Principal Component Analysis makes it possible to project a high-dimensional dataset (where the number of dimensions equals the number of genes or transcripts) onto two or three dimensions. This helps in identifying outlying samples for quality control, and gives a feeling for the principal causes of variation in a dataset. The analysis proceeds by transforming a large set of variables (in this case, the counts for each individual gene or transcript) to a smaller set of orthogonal principal components. The first principal component specifies the direction with the largest variability in the data, the second component is the direction with the second largest variation, and so on.

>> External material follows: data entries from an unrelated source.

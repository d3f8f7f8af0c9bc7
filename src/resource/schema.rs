//! Resource schema declarations
//!
//! Describes the attributes each resource type exposes to the host tool. The
//! typed state records in [`super::component`] and [`super::component_group`]
//! decode exactly these attributes.

use serde::{Deserialize, Deserializer, Serialize};
use serde_json::Value;

/// Decode an attribute the host may send as `null`, using the type's default
pub fn null_as_default<'de, D, T>(deserializer: D) -> Result<T, D::Error>
where
    D: Deserializer<'de>,
    T: Deserialize<'de> + Default,
{
    Ok(Option::<T>::deserialize(deserializer)?.unwrap_or_default())
}

/// Attribute value type
#[derive(Debug, Clone, Copy, PartialEq, Eq, Serialize)]
#[serde(rename_all = "snake_case")]
pub enum AttributeType {
    String,
    Bool,
    /// Unordered set of strings
    StringSet,
}

/// Who supplies the attribute value
#[derive(Debug, Clone, Copy, PartialEq, Eq, Serialize)]
#[serde(rename_all = "snake_case")]
pub enum Presence {
    Required,
    Optional,
    Computed,
}

#[derive(Debug, Clone, PartialEq, Serialize)]
pub struct AttributeSchema {
    pub name: &'static str,
    #[serde(rename = "type")]
    pub kind: AttributeType,
    pub description: &'static str,
    pub presence: Presence,
    #[serde(skip_serializing_if = "Option::is_none")]
    pub default: Option<Value>,
    #[serde(skip_serializing_if = "Vec::is_empty")]
    pub allowed_values: Vec<&'static str>,
}

impl AttributeSchema {
    fn new(
        name: &'static str,
        kind: AttributeType,
        presence: Presence,
        description: &'static str,
    ) -> Self {
        Self {
            name,
            kind,
            description,
            presence,
            default: None,
            allowed_values: Vec::new(),
        }
    }

    pub fn required(name: &'static str, kind: AttributeType, description: &'static str) -> Self {
        Self::new(name, kind, Presence::Required, description)
    }

    pub fn optional(name: &'static str, kind: AttributeType, description: &'static str) -> Self {
        Self::new(name, kind, Presence::Optional, description)
    }

    pub fn computed(name: &'static str, kind: AttributeType, description: &'static str) -> Self {
        Self::new(name, kind, Presence::Computed, description)
    }

    pub fn with_default(mut self, default: impl Into<Value>) -> Self {
        self.default = Some(default.into());
        self
    }

    pub fn with_allowed_values(mut self, values: &[&'static str]) -> Self {
        self.allowed_values = values.to_vec();
        self
    }
}

/// Schema of one resource type
#[derive(Debug, Clone, PartialEq, Serialize)]
pub struct ResourceSchema {
    pub type_name: &'static str,
    pub attributes: Vec<AttributeSchema>,
}

impl ResourceSchema {
    pub fn new(type_name: &'static str) -> Self {
        Self {
            type_name,
            attributes: vec![AttributeSchema::computed(
                "id",
                AttributeType::String,
                "Identifier assigned by Statuspage",
            )],
        }
    }

    pub fn with_attribute(mut self, attribute: AttributeSchema) -> Self {
        self.attributes.push(attribute);
        self
    }

    pub fn attribute(&self, name: &str) -> Option<&AttributeSchema> {
        self.attributes.iter().find(|a| a.name == name)
    }

    pub fn required_attributes(&self) -> impl Iterator<Item = &AttributeSchema> {
        self.attributes
            .iter()
            .filter(|a| a.presence == Presence::Required)
    }
}

#[cfg(test)]
mod tests {
    use super::*;
    use serde_json::json;

    #[test]
    fn test_schema_serializes_for_host() {
        let schema = ResourceSchema::new("example").with_attribute(
            AttributeSchema::optional("status", AttributeType::String, "Status")
                .with_default("on")
                .with_allowed_values(&["on", "off"]),
        );

        assert_eq!(
            serde_json::to_value(&schema).unwrap(),
            json!({
                "type_name": "example",
                "attributes": [
                    {
                        "name": "id",
                        "type": "string",
                        "description": "Identifier assigned by Statuspage",
                        "presence": "computed"
                    },
                    {
                        "name": "status",
                        "type": "string",
                        "description": "Status",
                        "presence": "optional",
                        "default": "on",
                        "allowed_values": ["on", "off"]
                    }
                ]
            })
        );
    }

    #[derive(Debug, Deserialize)]
    struct Nullable {
        #[serde(default, deserialize_with = "null_as_default")]
        text: String,
    }

    #[test]
    fn test_null_as_default() {
        let parsed: Nullable = serde_json::from_value(json!({"text": null})).unwrap();
        assert_eq!(parsed.text, "");

        let parsed: Nullable = serde_json::from_value(json!({"text": "set"})).unwrap();
        assert_eq!(parsed.text, "set");

        let parsed: Nullable = serde_json::from_value(json!({})).unwrap();
        assert_eq!(parsed.text, "");
    }
}
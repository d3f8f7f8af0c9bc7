//! HTTP utilities for Statuspage REST API calls

use anyhow::{Context, Result};
use reqwest::{Client, RequestBuilder, StatusCode};
use serde_json::Value;

/// Maximum length of response body to log (to avoid logging sensitive data)
const MAX_LOG_BODY_LENGTH: usize = 200;

const USER_AGENT: &str = concat!("statuspage-provider/", env!("CARGO_PKG_VERSION"));

/// Sanitize response body for logging
/// Truncates long responses and strips control characters
fn sanitize_for_log(body: &str) -> String {
    let truncated = if body.len() > MAX_LOG_BODY_LENGTH {
        let mut end = MAX_LOG_BODY_LENGTH;
        while !body.is_char_boundary(end) {
            end -= 1;
        }
        format!("{}... [truncated, {} bytes total]", &body[..end], body.len())
    } else {
        body.to_string()
    };

    truncated.replace(|c: char| !c.is_ascii_graphic() && c != ' ', "")
}

/// HTTP client wrapper for Statuspage API calls
#[derive(Clone)]
pub struct StatuspageHttpClient {
    client: Client,
}

impl StatuspageHttpClient {
    /// Create a new HTTP client
    pub fn new() -> Result<Self> {
        let client = Client::builder()
            .user_agent(USER_AGENT)
            .build()
            .context("Failed to create HTTP client")?;

        Ok(Self { client })
    }

    /// Make a GET request; `None` when the object does not exist
    pub async fn get(&self, url: &str, token: &str) -> Result<Option<Value>> {
        tracing::debug!("GET {}", url);

        let request = authorize(self.client.get(url), token);
        let (status, body) = send(request).await?;

        if status == StatusCode::NOT_FOUND {
            tracing::debug!("GET {} returned 404", url);
            return Ok(None);
        }
        check_status(status, &body)?;

        parse_body(&body).map(Some)
    }

    /// Make a POST request with a JSON body
    pub async fn post(&self, url: &str, token: &str, body: &Value) -> Result<Value> {
        tracing::debug!("POST {}", url);

        let request = authorize(self.client.post(url), token).json(body);
        let (status, response_body) = send(request).await?;
        check_status(status, &response_body)?;

        parse_body(&response_body)
    }

    /// Make a PATCH request with a JSON body
    pub async fn patch(&self, url: &str, token: &str, body: &Value) -> Result<Value> {
        tracing::debug!("PATCH {}", url);

        let request = authorize(self.client.patch(url), token).json(body);
        let (status, response_body) = send(request).await?;
        check_status(status, &response_body)?;

        parse_body(&response_body)
    }

    /// Make a DELETE request
    pub async fn delete(&self, url: &str, token: &str) -> Result<()> {
        tracing::debug!("DELETE {}", url);

        let request = authorize(self.client.delete(url), token);
        let (status, body) = send(request).await?;
        check_status(status, &body)
    }
}

/// Statuspage expects `Authorization: OAuth <api key>`
fn authorize(request: RequestBuilder, token: &str) -> RequestBuilder {
    request.header(reqwest::header::AUTHORIZATION, format!("OAuth {}", token))
}

async fn send(request: RequestBuilder) -> Result<(StatusCode, String)> {
    let response = request.send().await.context("Failed to send request")?;

    let status = response.status();
    let body = response
        .text()
        .await
        .context("Failed to read response body")?;

    Ok((status, body))
}

const API_FAILURE_PREFIX: &str = "API request failed";

fn check_status(status: StatusCode, body: &str) -> Result<()> {
    if status.is_success() {
        return Ok(());
    }
    // Security: Only log sanitized/truncated error body to avoid leaking sensitive data
    tracing::error!("API error: {} - {}", status, sanitize_for_log(body));
    Err(anyhow::anyhow!("{}: {}", API_FAILURE_PREFIX, status))
}

/// Whether an error came from talking to the API (transport or HTTP status)
pub fn is_api_error(error: &anyhow::Error) -> bool {
    error.chain().any(|cause| {
        cause.is::<reqwest::Error>() || cause.to_string().starts_with(API_FAILURE_PREFIX)
    })
}

fn parse_body(body: &str) -> Result<Value> {
    if body.trim().is_empty() {
        return Ok(Value::Null);
    }
    serde_json::from_str(body).context("Failed to parse response JSON")
}

/// Format a Statuspage API error for display
pub fn format_api_error(error: &anyhow::Error) -> String {
    let error_str = format!("{:#}", error);

    if error_str.contains("401") {
        return "Authentication failed. Check your Statuspage API token.".to_string();
    }
    if error_str.contains("403") {
        return "Permission denied. The API token cannot manage this page.".to_string();
    }
    if error_str.contains("404") {
        return "Resource not found.".to_string();
    }
    if error_str.contains("409") {
        return "Resource conflict. The resource may already exist or be in use.".to_string();
    }
    if error_str.contains("420") || error_str.contains("429") {
        return "Rate limit exceeded. Please try again later.".to_string();
    }
    if error_str.contains("422") || error_str.contains("400") {
        return "Invalid request. Check the resource attributes.".to_string();
    }
    if error_str.contains("500") || error_str.contains("502") || error_str.contains("503") {
        return "Statuspage service temporarily unavailable. Please try again.".to_string();
    }

    error_str
        .chars()
        .filter(|c| c.is_ascii_graphic() || *c == ' ')
        .collect()
}
/// Style profile from the full history window, generation context from the
/// most recent slice of it, oldest first.
async fn build_context(
    state: &AppState,
    chat_id: i64,
    settings: ReplySettings,
) -> Result<ReplyContext> {
    let history = state
        .store
        .latest_messages(chat_id, settings.history_limit)
        .await?;
    let style_profile = build_style_profile(&history);
    let mut recent_messages: Vec<StoredMessage> = history
        .into_iter()
        .take(settings.context_messages)
        .collect();
    recent_messages.reverse();
    Ok(ReplyContext {
        chat_id,
        recent_messages,
        style_profile,
        settings,
    })
}

/// Video branch: media URL → frames → vision summary → style-matched
/// comment, dispatched and stored like any reply. Failures are the caller's
/// to log; they never block the processed marker.
async fn handle_video(state: &AppState, message: &Message, video: &Video) -> Result<()> {
    info!(
        chat_id = message.chat.id,
        file_id = video.file_id,
        "video.received"
    );

    let url = state.telegram.get_file_url(&video.file_id).await?;
    let frames = state.media.frames_from_url(&url).await?;
    if frames.is_empty() {
        info!(chat_id = message.chat.id, "video.no_frames");
        return Ok(());
    }

    let analysis = state
        .llm
        .describe_frames(&frames, message.caption.as_deref())
        .await?;
    if analysis.is_empty() {
        info!(chat_id = message.chat.id, "video.analysis_empty");
        return Ok(());
    }

    let settings = state.store.get_overrides().await?.merged();
    let context = build_context(state, message.chat.id, settings).await?;
    let comment = state.llm.video_comment(&analysis, &context).await?;
    if comment.is_empty() {
        info!(chat_id = message.chat.id, "reply.empty");
        return Ok(());
    }

    state
        .telegram
        .send_message(state.config.reply_chat_id, &comment)
        .await?;
    state
        .store
        .append_reply(state.config.reply_chat_id, message.message_id, &comment)
        .await?;
    info!(
        chat_id = message.chat.id,
        reply_chat_id = state.config.reply_chat_id,
        "video.reply_sent"
    );
    Ok(())
}

#[cfg(test)]
mod tests {
    use super::*;
    use crate::auth::PushTokenVerifier;
    use crate::config::Config;
    use crate::llm::LlmClient;
    use crate::media::VideoPipeline;
    use crate::models::Update;
    use crate::queue::HttpQueuePublisher;
    use crate::storage::BotStore;
    use crate::telegram::TelegramClient;
    use std::sync::Arc;
    use wiremock::matchers::{method, path};
    use wiremock::{Mock, MockServer, ResponseTemplate};

    struct Harness {
        state: AppState,
        llm_server: MockServer,
        telegram_server: MockServer,
    }

    async fn harness() -> Harness {
        let llm_server = MockServer::start().await;
        let telegram_server = MockServer::start().await;

        let config = Arc::new(Config {
            project_id: "proj".to_string(),
            ingest_chat_id: -100,
            reply_chat_id: -100,
            queue_topic: "unused".to_string(),
            queue_audience: None,
            queue_token: None,
            queue_issuer: "iss".to_string(),
            queue_jwks_url: "jwks".to_string(),
            telegram_token: "t".to_string(),
            openai_key: "k".to_string(),
            openai_model: "gpt-4o-mini".to_string(),
            openai_vision_model: "gpt-4o".to_string(),
            webhook_secret: "s".to_string(),
            log_level: "info".to_string(),
            database_path: "unused.db".into(),
            bot_username: Some("banterbot".to_string()),
            bot_user_id: Some(999),
            admin_user_id: Some(42),
            media_token: None,
            skip_queue_auth: true,
            port: 8080,
        });

        let state = AppState {
            config: config.clone(),
            store: BotStore::open_in_memory().unwrap(),
            llm: Arc::new(
                LlmClient::new(
                    "k".to_string(),
                    "gpt-4o-mini".to_string(),
                    "gpt-4o".to_string(),
                )
                .with_base_url(llm_server.uri()),
            ),
            telegram: Arc::new(
                TelegramClient::new("t".to_string()).with_api_base(telegram_server.uri()),
            ),
            publisher: Arc::new(HttpQueuePublisher::new("http://127.0.0.1:1".to_string(), None)),
            verifier: Arc::new(PushTokenVerifier::new(
                "http://127.0.0.1:1".to_string(),
                "iss".to_string(),
                None,
                true,
            )),
            media: Arc::new(VideoPipeline::new(None)),
        };

        Harness {
            state,
            llm_server,
            telegram_server,
        }
    }

    async fn mock_llm(server: &MockServer, reply: &str, expected_calls: u64) {
        Mock::given(method("POST"))
            .and(path("/chat/completions"))
            .respond_with(ResponseTemplate::new(200).set_body_json(serde_json::json!({
                "choices": [{"message": {"role": "assistant", "content": reply}}]
            })))
            .expect(expected_calls)
            .mount(server)
            .await;
    }

    async fn mock_telegram(server: &MockServer, expected_calls: u64) {
        Mock::given(method("POST"))
            .and(path("/bott/sendMessage"))
            .respond_with(ResponseTemplate::new(200).set_body_json(
                serde_json::json!({"ok": true, "result": {"message_id": 1}}),
            ))
            .expect(expected_calls)
            .mount(server)
            .await;
    }

    fn question_update(update_id: i64) -> Update {
        serde_json::from_value(serde_json::json!({
            "update_id": update_id,
            "message": {
                "message_id": 11,
                "from": {"id": 5, "is_bot": false, "username": "alice"},
                "chat": {"id": -100, "type": "group"},
                "date": 1700000000,
                "text": "hi?"
            }
        }))
        .unwrap()
    }

    #[tokio::test]
    async fn test_question_message_gets_reply_dispatched_and_stored() {
        let h = harness().await;
        mock_llm(&h.llm_server, "Hey! 😊", 1).await;
        mock_telegram(&h.telegram_server, 1).await;

        process_update(&h.state, &question_update(1)).await.unwrap();

        assert!(h.state.store.has_processed(1).await.unwrap());
        let history = h.state.store.latest_messages(-100, 10).await.unwrap();
        assert_eq!(history.len(), 1);
        assert_eq!(history[0].text.as_deref(), Some("hi?"));
        assert!(h.state.store.latest_reply_time(-100).await.unwrap().is_some());

        // Generation saw a system turn plus the stored message as a user turn.
        let llm_requests = h.llm_server.received_requests().await.unwrap();
        let body: serde_json::Value = serde_json::from_slice(&llm_requests[0].body).unwrap();
        let messages = body["messages"].as_array().unwrap();
        assert_eq!(messages.len(), 2);
        assert_eq!(messages[0]["role"], "system");
        assert_eq!(messages[1]["content"], "hi?");

        // The dispatched text is the generated reply.
        let tg_requests = h.telegram_server.received_requests().await.unwrap();
        let body: serde_json::Value = serde_json::from_slice(&tg_requests[0].body).unwrap();
        assert_eq!(body["text"], "Hey! 😊");
        assert_eq!(body["chat_id"], -100);
    }

    #[tokio::test]
    async fn test_redelivery_is_a_no_op() {
        let h = harness().await;
        mock_llm(&h.llm_server, "Hello!", 1).await;
        mock_telegram(&h.telegram_server, 1).await;

        let update = question_update(2);
        process_update(&h.state, &update).await.unwrap();
        process_update(&h.state, &update).await.unwrap();

        // Exactly one stored message and one stored reply; the mock expect()
        // counts above assert exactly one generation and one dispatch.
        assert_eq!(h.state.store.latest_messages(-100, 10).await.unwrap().len(), 1);
        assert!(h.state.store.has_processed(2).await.unwrap());
    }

    #[tokio::test]
    async fn test_no_reply_path_still_marks_processed() {
        let h = harness().await;
        // reply_chance 0 and no question mark: policy says no.
        let mut overrides = crate::runtime::SettingsOverride::default();
        overrides.set_reply_chance("0").unwrap();
        h.state.store.put_overrides(&overrides).await.unwrap();

        let update: Update = serde_json::from_value(serde_json::json!({
            "update_id": 3,
            "message": {
                "message_id": 12,
                "from": {"id": 5, "is_bot": false},
                "chat": {"id": -100, "type": "group"},
                "date": 1700000000,
                "text": "plain chatter"
            }
        }))
        .unwrap();
        process_update(&h.state, &update).await.unwrap();

        assert!(h.state.store.has_processed(3).await.unwrap());
        assert_eq!(h.state.store.latest_messages(-100, 10).await.unwrap().len(), 1);
        assert!(h.state.store.latest_reply_time(-100).await.unwrap().is_none());
        assert!(h.llm_server.received_requests().await.unwrap().is_empty());
    }

    #[tokio::test]
    async fn test_admin_command_skips_history_and_marks_processed() {
        let h = harness().await;
        mock_telegram(&h.telegram_server, 1).await;

        let update: Update = serde_json::from_value(serde_json::json!({
            "update_id": 4,
            "message": {
                "message_id": 13,
                "from": {"id": 42, "is_bot": false, "username": "op"},
                "chat": {"id": 42, "type": "private"},
                "date": 1700000000,
                "text": "/set_cooldown abc"
            }
        }))
        .unwrap();
        process_update(&h.state, &update).await.unwrap();

        assert!(h.state.store.has_processed(4).await.unwrap());
        // No history entry for admin traffic, no override stored.
        assert!(h.state.store.latest_messages(42, 10).await.unwrap().is_empty());
        assert!(h.state.store.get_overrides().await.unwrap().is_empty());

        let tg_requests = h.telegram_server.received_requests().await.unwrap();
        let body: serde_json::Value = serde_json::from_slice(&tg_requests[0].body).unwrap();
        assert_eq!(body["text"], "cooldown_seconds expects a non-negative integer");
    }

    #[tokio::test]
    async fn test_admin_text_without_slash_takes_normal_pipeline() {
        let h = harness().await;
        mock_llm(&h.llm_server, "Sure!", 1).await;
        mock_telegram(&h.telegram_server, 1).await;

        let update: Update = serde_json::from_value(serde_json::json!({
            "update_id": 5,
            "message": {
                "message_id": 14,
                "from": {"id": 42, "is_bot": false, "username": "op"},
                "chat": {"id": 42, "type": "private"},
                "date": 1700000000,
                "text": "you there?"
            }
        }))
        .unwrap();
        process_update(&h.state, &update).await.unwrap();

        assert_eq!(h.state.store.latest_messages(42, 10).await.unwrap().len(), 1);
    }

    #[tokio::test]
    async fn test_generation_exhaustion_sends_nothing_but_processes() {
        let h = harness().await;
        Mock::given(method("POST"))
            .and(path("/chat/completions"))
            .respond_with(ResponseTemplate::new(429))
            .expect(3)
            .mount(&h.llm_server)
            .await;
        mock_telegram(&h.telegram_server, 0).await;

        process_update(&h.state, &question_update(6)).await.unwrap();

        assert!(h.state.store.has_processed(6).await.unwrap());
        assert!(h.state.store.latest_reply_time(-100).await.unwrap().is_none());
    }

    #[tokio::test]
    async fn test_dispatch_failure_still_marks_processed() {
        let h = harness().await;
        mock_llm(&h.llm_server, "Hi!", 1).await;
        Mock::given(method("POST"))
            .and(path("/bott/sendMessage"))
            .respond_with(ResponseTemplate::new(500))
            .mount(&h.telegram_server)
            .await;

        process_update(&h.state, &question_update(7)).await.unwrap();

        assert!(h.state.store.has_processed(7).await.unwrap());
        assert!(h.state.store.latest_reply_time(-100).await.unwrap().is_none());
    }

    #[tokio::test]
    async fn test_update_without_message_is_marked_processed() {
        let h = harness().await;
        let update: Update = serde_json::from_value(serde_json::json!({"update_id": 8})).unwrap();
        process_update(&h.state, &update).await.unwrap();
        assert!(h.state.store.has_processed(8).await.unwrap());
    }

    #[tokio::test]
    async fn test_cooldown_reads_reply_chat_history() {
        let h = harness().await;
        // A very recent reply is on record; plain text in cooldown → no call.
        h.state.store.append_reply(-100, 99, "earlier").await.unwrap();

        let update: Update = serde_json::from_value(serde_json::json!({
            "update_id": 9,
            "message": {
                "message_id": 15,
                "from": {"id": 5, "is_bot": false},
                "chat": {"id": -100, "type": "group"},
                "date": 1700000000,
                "text": "plain chatter"
            }
        }))
        .unwrap();
        process_update(&h.state, &update).await.unwrap();

        assert!(h.state.store.has_processed(9).await.unwrap());
        assert!(h.llm_server.received_requests().await.unwrap().is_empty());
    }
}
use std::collections::HashMap;
use std::time::Duration;

use anyhow::{Context, Result};
use async_trait::async_trait;
use base64::{engine::general_purpose::STANDARD, Engine as _};
use serde::Deserialize;
use serde_json::json;
use tracing::debug;
use uuid::Uuid;

use crate::models::Update;

const PUBLISH_TIMEOUT: Duration = Duration::from_secs(10);

/// Durable queue handoff. Intake acknowledges the webhook only after a
/// publish confirmation from the implementation.
#[async_trait]
pub trait QueuePublisher: Send + Sync {
    /// Publish a raw update payload; returns the queue-assigned message id.
    async fn publish(
        &self,
        payload: &[u8],
        attributes: HashMap<String, String>,
    ) -> Result<String>;
}

#[derive(Debug, Deserialize)]
struct PublishResponse {
    #[serde(rename = "messageIds", default)]
    message_ids: Vec<String>,
}

/// REST publisher for a Pub/Sub-style topic endpoint.
pub struct HttpQueuePublisher {
    client: reqwest::Client,
    topic_url: String,
    token: Option<String>,
}

impl HttpQueuePublisher {
    pub fn new(topic_url: String, token: Option<String>) -> Self {
        Self {
            client: reqwest::Client::new(),
            topic_url,
            token,
        }
    }
}

#[async_trait]
impl QueuePublisher for HttpQueuePublisher {
    async fn publish(
        &self,
        payload: &[u8],
        attributes: HashMap<String, String>,
    ) -> Result<String> {
        let body = json!({
            "messages": [{
                "data": STANDARD.encode(payload),
                "attributes": attributes,
            }]
        });

        let mut request = self
            .client
            .post(&self.topic_url)
            .timeout(PUBLISH_TIMEOUT)
            .json(&body);
        if let Some(ref token) = self.token {
            request = request.bearer_auth(token);
        }

        let response = request.send().await.context("Failed to reach queue topic")?;
        let status = response.status();
        if !status.is_success() {
            let text = response.text().await.unwrap_or_default();
            anyhow::bail!("Queue publish error ({status}): {text}");
        }

        let parsed: PublishResponse = response.json().await.unwrap_or(PublishResponse {
            message_ids: Vec::new(),
        });
        let message_id = parsed
            .message_ids
            .into_iter()
            .next()
            .unwrap_or_else(|| Uuid::new_v4().to_string());
        debug!(message_id, "Update published to queue");
        Ok(message_id)
    }
}

/// One push delivery from the queue: `{message: {data, messageId, ...}}`.
#[derive(Debug, Clone, Deserialize)]
pub struct PushEnvelope {
    pub message: PushMessage,
    #[serde(default)]
    pub subscription: Option<String>,
}

#[derive(Debug, Clone, Deserialize)]
pub struct PushMessage {
    #[serde(default)]
    pub data: Option<String>,
    #[serde(rename = "messageId", default)]
    pub message_id: Option<String>,
    #[serde(rename = "publishTime", default)]
    pub publish_time: Option<String>,
    #[serde(default)]
    pub attributes: HashMap<String, String>,
}

impl PushEnvelope {
    /// Base64 payload → JSON update. Failures here bubble up as processing
    /// errors, which the queue answers with redelivery.
    pub fn decode_update(&self) -> Result<Update> {
        let data = self
            .message
            .data
            .as_deref()
            .filter(|d| !d.is_empty())
            .context("Queue message has no data payload")?;
        let decoded = STANDARD
            .decode(data)
            .context("Queue message data is not valid base64")?;
        serde_json::from_slice(&decoded).context("Queue message data is not a valid update")
    }
}
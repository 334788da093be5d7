use std::collections::HashMap;

use axum::http::HeaderMap;

/// Header carrying the load balancer's trace context, shaped
/// `TRACE_ID/SPAN_ID;o=1`. Only the trace id segment is used.
pub const TRACE_HEADER: &str = "x-cloud-trace-context";

/// Correlation id for the current delivery, or None when the header is
/// absent or empty. Header lookup is case-insensitive.
pub fn extract_trace_id(headers: &HeaderMap) -> Option<String> {
    let header = headers.get(TRACE_HEADER)?.to_str().ok()?;
    let trace_id = header.split('/').next().unwrap_or("").trim();
    if trace_id.is_empty() {
        None
    } else {
        Some(trace_id.to_string())
    }
}

/// Fields to merge into log records and queue message attributes for the
/// lifetime of the request. Empty when no correlation id was extracted.
pub fn build_trace_fields(trace_id: Option<&str>, project_id: &str) -> HashMap<String, String> {
    let mut fields = HashMap::new();
    if let Some(id) = trace_id {
        fields.insert("trace_id".to_string(), id.to_string());
        fields.insert(
            "trace".to_string(),
            format!("projects/{project_id}/traces/{id}"),
        );
    }
    fields
}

The PCA for RNA-Seq tool clusters samples in 2D or 3D. Known metadata about each sample is added as an overlay. In addition, the following filtering and normalization are performed:
- 'log CPM' (Counts per Million) values are calculated for each gene. The CPM calculation uses the effective library sizes as calculated by the TMM normalization.
- After this, a Z-score normalization is performed across samples for each gene: the counts for each gene are mean centered, and scaled to unit variance.
- Genes or transcripts with zero expression across all samples or invalid values (NaN or +/- Infinity) are removed.
For more detail about these steps, see RNA-Seq normalization.
To start the analysis:
Toolbox | RNA-Seq and Small RNA Analysis ()| Expression Plots () | PCA for RNA-Seq ()
Select a number of expression tracks () and click Next. The tool will generate a PCA plot that can be visualized in 2D and 3D. The plot has two table views, each with a column per principal component.
The first table shows the loadings of each gene. These are the unit eigenvectors multiplied by the square root of the eigenvalues (note that in some contexts "loadings" is instead used to describe the unscaled unit eigenvectors). The genes with large positive and negative loadings contribute most to the direction of the principal component. Loadings can also be compared across principal components: the genes with largest positive and negative loadings are those that explain most variation in the data.
The second table shows the coordinates of the samples in the plot. This allows the plot to be redrawn in other software.